▶ [PROBLEM REQUIREMENTS]: Look through the records and copy every line in which "Good" appears.

Collected data entries
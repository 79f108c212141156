// Residential model
//
// estimated = round((base + bedrooms + bathrooms + lot + amenities - age) * condition)

use serde::{Deserialize, Serialize};
use std::fmt;
use std::str::FromStr;

use super::{round_half_up, Address};
use crate::error::RealtyError;

pub const PRICE_PER_SQFT: f64 = 200.0;
pub const PER_BEDROOM: f64 = 15_000.0;
pub const PER_BATHROOM: f64 = 10_000.0;
pub const AGE_PENALTY_PER_YEAR: f64 = 500.0;
pub const PER_ACRE: f64 = 100_000.0;
pub const GARAGE_VALUE: f64 = 25_000.0;
pub const POOL_VALUE: f64 = 35_000.0;

#[derive(Debug, Clone, Copy, PartialEq, Eq, Serialize, Deserialize)]
#[serde(rename_all = "lowercase")]
pub enum Condition {
    Excellent,
    Good,
    Fair,
    Poor,
}

impl Condition {
    pub const ALL: [Condition; 4] = [
        Condition::Excellent,
        Condition::Good,
        Condition::Fair,
        Condition::Poor,
    ];

    pub fn multiplier(&self) -> f64 {
        match self {
            Condition::Excellent => 1.2,
            Condition::Good => 1.0,
            Condition::Fair => 0.8,
            Condition::Poor => 0.6,
        }
    }

    pub fn as_str(&self) -> &'static str {
        match self {
            Condition::Excellent => "excellent",
            Condition::Good => "good",
            Condition::Fair => "fair",
            Condition::Poor => "poor",
        }
    }
}

impl fmt::Display for Condition {
    fn fmt(&self, f: &mut fmt::Formatter<'_>) -> fmt::Result {
        f.write_str(self.as_str())
    }
}

impl FromStr for Condition {
    type Err = RealtyError;

    fn from_str(s: &str) -> Result<Self, Self::Err> {
        let normalized = s.trim().to_lowercase();
        Condition::ALL
            .iter()
            .copied()
            .find(|c| c.as_str() == normalized)
            .ok_or_else(|| RealtyError::UnknownCondition(s.to_string()))
    }
}

#[derive(Debug, Clone, PartialEq, Serialize, Deserialize)]
#[serde(rename_all = "camelCase")]
pub struct ResidentialPropertyInput {
    #[serde(flatten)]
    pub location: Address,
    pub bedrooms: u32,
    /// Half-bath steps (2.5 etc.)
    pub bathrooms: f64,
    pub square_feet: f64,
    pub year_built: i32,
    /// Acres
    pub lot_size: f64,
    pub has_garage: bool,
    pub has_pool: bool,
    pub condition: Condition,
}

impl Default for ResidentialPropertyInput {
    /// Initial values of the residential form
    fn default() -> Self {
        ResidentialPropertyInput {
            location: Address::default(),
            bedrooms: 3,
            bathrooms: 2.0,
            square_feet: 1500.0,
            year_built: 2010,
            lot_size: 0.25,
            has_garage: true,
            has_pool: false,
            condition: Condition::Good,
        }
    }
}

impl ResidentialPropertyInput {
    /// Bedroom stepper: never below one
    pub fn decrement_bedrooms(&mut self) {
        self.bedrooms = self.bedrooms.saturating_sub(1).max(1);
    }

    pub fn increment_bedrooms(&mut self) {
        self.bedrooms += 1;
    }

    /// Bathroom stepper moves in half baths, never below one
    pub fn decrement_bathrooms(&mut self) {
        self.bathrooms = (self.bathrooms - 0.5).max(1.0);
    }

    pub fn increment_bathrooms(&mut self) {
        self.bathrooms += 0.5;
    }
}

#[derive(Debug, Clone, PartialEq, Serialize, Deserialize)]
#[serde(rename_all = "camelCase")]
pub struct ResidentialBreakdown {
    pub base_value: f64,
    pub bedroom_value: f64,
    pub bathroom_value: f64,
    pub age_adjustment: f64,
    pub lot_size_value: f64,
    pub amenities_value: f64,
    pub condition_multiplier: f64,
    /// Sum before the condition multiplier
    pub raw_total: f64,
}

pub(crate) fn estimate(input: &ResidentialPropertyInput, reference_year: i32) -> (i64, ResidentialBreakdown) {
    let base_value = input.square_feet * PRICE_PER_SQFT;
    let bedroom_value = f64::from(input.bedrooms) * PER_BEDROOM;
    let bathroom_value = input.bathrooms * PER_BATHROOM;
    let age_adjustment = f64::from(reference_year - input.year_built) * AGE_PENALTY_PER_YEAR;
    let lot_size_value = input.lot_size * PER_ACRE;

    let mut amenities_value = 0.0;
    if input.has_garage {
        amenities_value += GARAGE_VALUE;
    }
    if input.has_pool {
        amenities_value += POOL_VALUE;
    }

    let condition_multiplier = input.condition.multiplier();
    let raw_total =
        base_value + bedroom_value + bathroom_value + lot_size_value + amenities_value - age_adjustment;

    let breakdown = ResidentialBreakdown {
        base_value,
        bedroom_value,
        bathroom_value,
        age_adjustment,
        lot_size_value,
        amenities_value,
        condition_multiplier,
        raw_total,
    };

    (round_half_up(raw_total * condition_multiplier), breakdown)
}

#[cfg(test)]
mod tests {
    use super::*;
    use crate::valuation::{value_residential, Breakdown};

    fn sample() -> ResidentialPropertyInput {
        ResidentialPropertyInput {
            location: Address::new("123 Main St", "New York", "NY", "10001"),
            ..Default::default()
        }
    }

    #[test]
    fn test_reference_example() {
        let result = value_residential(&sample()).unwrap();
        assert_eq!(result.estimated_value, 407_500);

        let Breakdown::Residential(b) = result.breakdown else {
            panic!("expected residential breakdown");
        };
        assert_eq!(b.base_value, 300_000.0);
        assert_eq!(b.bedroom_value, 45_000.0);
        assert_eq!(b.bathroom_value, 20_000.0);
        assert_eq!(b.age_adjustment, 7_500.0);
        assert_eq!(b.lot_size_value, 25_000.0);
        assert_eq!(b.amenities_value, 25_000.0);
        assert_eq!(b.raw_total, 407_500.0);
    }

    #[test]
    fn test_condition_multipliers() {
        let mut input = sample();
        let expected = [
            (Condition::Excellent, 489_000),
            (Condition::Good, 407_500),
            (Condition::Fair, 326_000),
            (Condition::Poor, 244_500),
        ];

        for (condition, value) in expected {
            input.condition = condition;
            assert_eq!(value_residential(&input).unwrap().estimated_value, value, "{}", condition);
        }
    }

    #[test]
    fn test_amenities() {
        let mut input = sample();
        input.has_garage = false;
        input.has_pool = true;
        // garage -25000, pool +35000
        assert_eq!(value_residential(&input).unwrap().estimated_value, 417_500);

        input.has_garage = true;
        assert_eq!(value_residential(&input).unwrap().estimated_value, 442_500);
    }

    #[test]
    fn test_half_baths() {
        let mut input = sample();
        input.bathrooms = 2.5;
        assert_eq!(value_residential(&input).unwrap().estimated_value, 412_500);
    }

    #[test]
    fn test_fractional_square_feet() {
        let mut input = sample();
        input.square_feet = 1500.75;
        assert_eq!(value_residential(&input).unwrap().estimated_value, 407_650);
    }

    #[test]
    fn test_negative_total_not_clamped() {
        let mut input = sample();
        input.square_feet = 1.0;
        input.bedrooms = 1;
        input.bathrooms = 1.0;
        input.lot_size = -1.0;
        input.has_garage = false;
        input.year_built = 1825;
        // 200 + 15000 + 10000 - 100000 - 100000 = -174800
        assert_eq!(value_residential(&input).unwrap().estimated_value, -174_800);
    }

    #[test]
    fn test_future_year_adds_value() {
        let mut input = sample();
        input.year_built = 2027;
        // age adjustment of -1000 adds value
        assert_eq!(value_residential(&input).unwrap().estimated_value, 416_000);
    }

    #[test]
    fn test_idempotent() {
        let input = sample();
        let first = value_residential(&input).unwrap();
        let second = value_residential(&input).unwrap();
        assert_eq!(first, second);
    }

    #[test]
    fn test_condition_parsing() {
        assert_eq!("excellent".parse::<Condition>().unwrap(), Condition::Excellent);
        assert_eq!(" Fair ".parse::<Condition>().unwrap(), Condition::Fair);
        assert!(matches!(
            "mint".parse::<Condition>(),
            Err(RealtyError::UnknownCondition(ref s)) if s == "mint"
        ));
    }

    #[test]
    fn test_unknown_condition_rejected_in_json() {
        let json = r#"{"address":"a","city":"b","state":"c","zipCode":"d","bedrooms":3,
            "bathrooms":2,"squareFeet":1500,"yearBuilt":2010,"lotSize":0.25,
            "hasGarage":true,"hasPool":false,"condition":"mint"}"#;
        assert!(serde_json::from_str::<ResidentialPropertyInput>(json).is_err());
    }

    #[test]
    fn test_steppers_respect_minimums() {
        let mut input = sample();
        input.bedrooms = 1;
        input.decrement_bedrooms();
        assert_eq!(input.bedrooms, 1);
        input.increment_bedrooms();
        assert_eq!(input.bedrooms, 2);

        input.bathrooms = 1.5;
        input.decrement_bathrooms();
        input.decrement_bathrooms();
        assert_eq!(input.bathrooms, 1.0);
        input.increment_bathrooms();
        assert_eq!(input.bathrooms, 1.5);
    }
}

▶ [YOUR RESPONSE]:
    Good,
        Condition::Good,
            Condition::Good => 1.0,
            Condition::Good => "good",
            condition: Condition::Good,
            (Condition::Good, 407_500),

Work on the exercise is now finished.